What needs to be done:
Retype exactly the lines below, beginning with the first and ending with the line where "an unknown format." appears.

Records provided:
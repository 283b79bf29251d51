//! Logging setup for the topodist CLI.
//!
//! Installs a global `tracing` subscriber writing to stderr, in human or
//! JSON form, and forwards `log` records into it.

use std::{env, str::FromStr, sync::OnceLock};

use thiserror::Error;
use tracing_log::LogTracer;
use tracing_subscriber::{
    EnvFilter, Layer, fmt::format::FmtSpan, layer::SubscriberExt, util::SubscriberInitExt,
};

/// Selects the log output format: `human` (default) or `json`.
pub const LOG_FORMAT_ENV: &str = "TOPODIST_LOG_FORMAT";

static INSTALLED: OnceLock<()> = OnceLock::new();

/// Output format for log lines.
#[derive(Clone, Copy, Debug, Default, PartialEq, Eq)]
pub enum LogFormat {
    /// Plain text for terminals.
    #[default]
    Human,
    /// One JSON object per line, with the span list attached.
    Json,
}

impl FromStr for LogFormat {
    type Err = LoggingError;

    fn from_str(raw: &str) -> Result<Self, Self::Err> {
        match raw.trim().to_ascii_lowercase().as_str() {
            "human" => Ok(Self::Human),
            "json" => Ok(Self::Json),
            other => Err(LoggingError::UnsupportedFormat {
                provided: other.to_owned(),
            }),
        }
    }
}

/// Errors raised while installing the subscriber.
#[derive(Debug, Error)]
pub enum LoggingError {
    /// An environment variable held invalid UTF-8.
    #[error("environment variable `{name}` contained invalid UTF-8: {source}")]
    InvalidUnicode {
        /// Variable name.
        name: &'static str,
        /// Lookup failure.
        #[source]
        source: env::VarError,
    },
    /// `TOPODIST_LOG_FORMAT` named an unknown format.
    #[error("unsupported log format `{provided}`; expected `human` or `json`")]
    UnsupportedFormat {
        /// Normalized value supplied by the user.
        provided: String,
    },
    /// Another global subscriber is already installed.
    #[error("failed to install tracing subscriber: {source}")]
    InstallFailed {
        /// Error raised by `tracing_subscriber`.
        #[source]
        source: tracing_subscriber::util::TryInitError,
    },
}

/// Reads the requested format from [`LOG_FORMAT_ENV`].
///
/// # Errors
/// Returns [`LoggingError`] for non-UTF-8 or unknown values.
pub fn format_from_env() -> Result<LogFormat, LoggingError> {
    match env::var(LOG_FORMAT_ENV) {
        Ok(raw) => raw.parse(),
        Err(env::VarError::NotPresent) => Ok(LogFormat::default()),
        Err(source @ env::VarError::NotUnicode(_)) => Err(LoggingError::InvalidUnicode {
            name: LOG_FORMAT_ENV,
            source,
        }),
    }
}

/// Installs global structured logging once per process.
///
/// `RUST_LOG` controls the filter and defaults to `info`. Output goes to
/// stderr so the summary on stdout stays clean. A subscriber installed by
/// someone else is kept.
///
/// # Errors
/// Returns [`LoggingError`] when [`LOG_FORMAT_ENV`] is malformed.
pub fn init_logging() -> Result<(), LoggingError> {
    if INSTALLED.get().is_some() {
        return Ok(());
    }
    match install_subscriber(format_from_env()?) {
        Ok(()) | Err(LoggingError::InstallFailed { .. }) => {}
        Err(err) => return Err(err),
    }
    let _ = INSTALLED.set(());
    Ok(())
}

fn install_subscriber(format: LogFormat) -> Result<(), LoggingError> {
    let filter = EnvFilter::try_from_default_env().unwrap_or_else(|_| EnvFilter::new("info"));
    let fmt_layer = tracing_subscriber::fmt::layer()
        .with_span_events(FmtSpan::CLOSE)
        .with_writer(std::io::stderr);
    let fmt_layer = match format {
        LogFormat::Human => fmt_layer.boxed(),
        LogFormat::Json => fmt_layer
            .json()
            .with_current_span(true)
            .with_span_list(true)
            .boxed(),
    };

    // Best effort: another logger may already own the `log` slot.
    let _ = LogTracer::init();

    tracing_subscriber::registry()
        .with(filter)
        .with(fmt_layer)
        .try_init()
        .map_err(|source| LoggingError::InstallFailed { source })
}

Reply:
repository 283b79bf29251d51
//! Logging setup for the topodist CLI.
//!
//! Installs a global `tracing` subscriber writing to stderr, in human or
//! JSON form, and forwards `log` records into it.

use std::{env, str::FromStr, sync::OnceLock};

use thiserror::Error;
use tracing_log::LogTracer;
use tracing_subscriber::{
    EnvFilter, Layer, fmt::format::FmtSpan, layer::SubscriberExt, util::SubscriberInitExt,
};

/// Selects the log output format: `human` (default) or `json`.
pub const LOG_FORMAT_ENV: &str = "TOPODIST_LOG_FORMAT";

static INSTALLED: OnceLock<()> = OnceLock::new();

/// Output format for log lines.
#[derive(Clone, Copy, Debug, Default, PartialEq, Eq)]
pub enum LogFormat {
    /// Plain text for terminals.
    #[default]
    Human,
    /// One JSON object per line, with the span list attached.
    Json,
}

impl FromStr for LogFormat {
    type Err = LoggingError;

    fn from_str(raw: &str) -> Result<Self, Self::Err> {
        match raw.trim().to_ascii_lowercase().as_str() {
            "human" => Ok(Self::Human),
            "json" => Ok(Self::Json),
            other => Err(LoggingError::UnsupportedFormat {
                provided: other.to_owned(),
            }),
        }
    }
}

/// Errors raised while installing the subscriber.
#[derive(Debug, Error)]
pub enum LoggingError {
    /// An environment variable held invalid UTF-8.
    #[error("environment variable `{name}` contained invalid UTF-8: {source}")]
    InvalidUnicode {
        /// Variable name.
        name: &'static str,
        /// Lookup failure.
        #[source]
        source: env::VarError,
    },
    /// `TOPODIST_LOG_FORMAT` named an unknown format.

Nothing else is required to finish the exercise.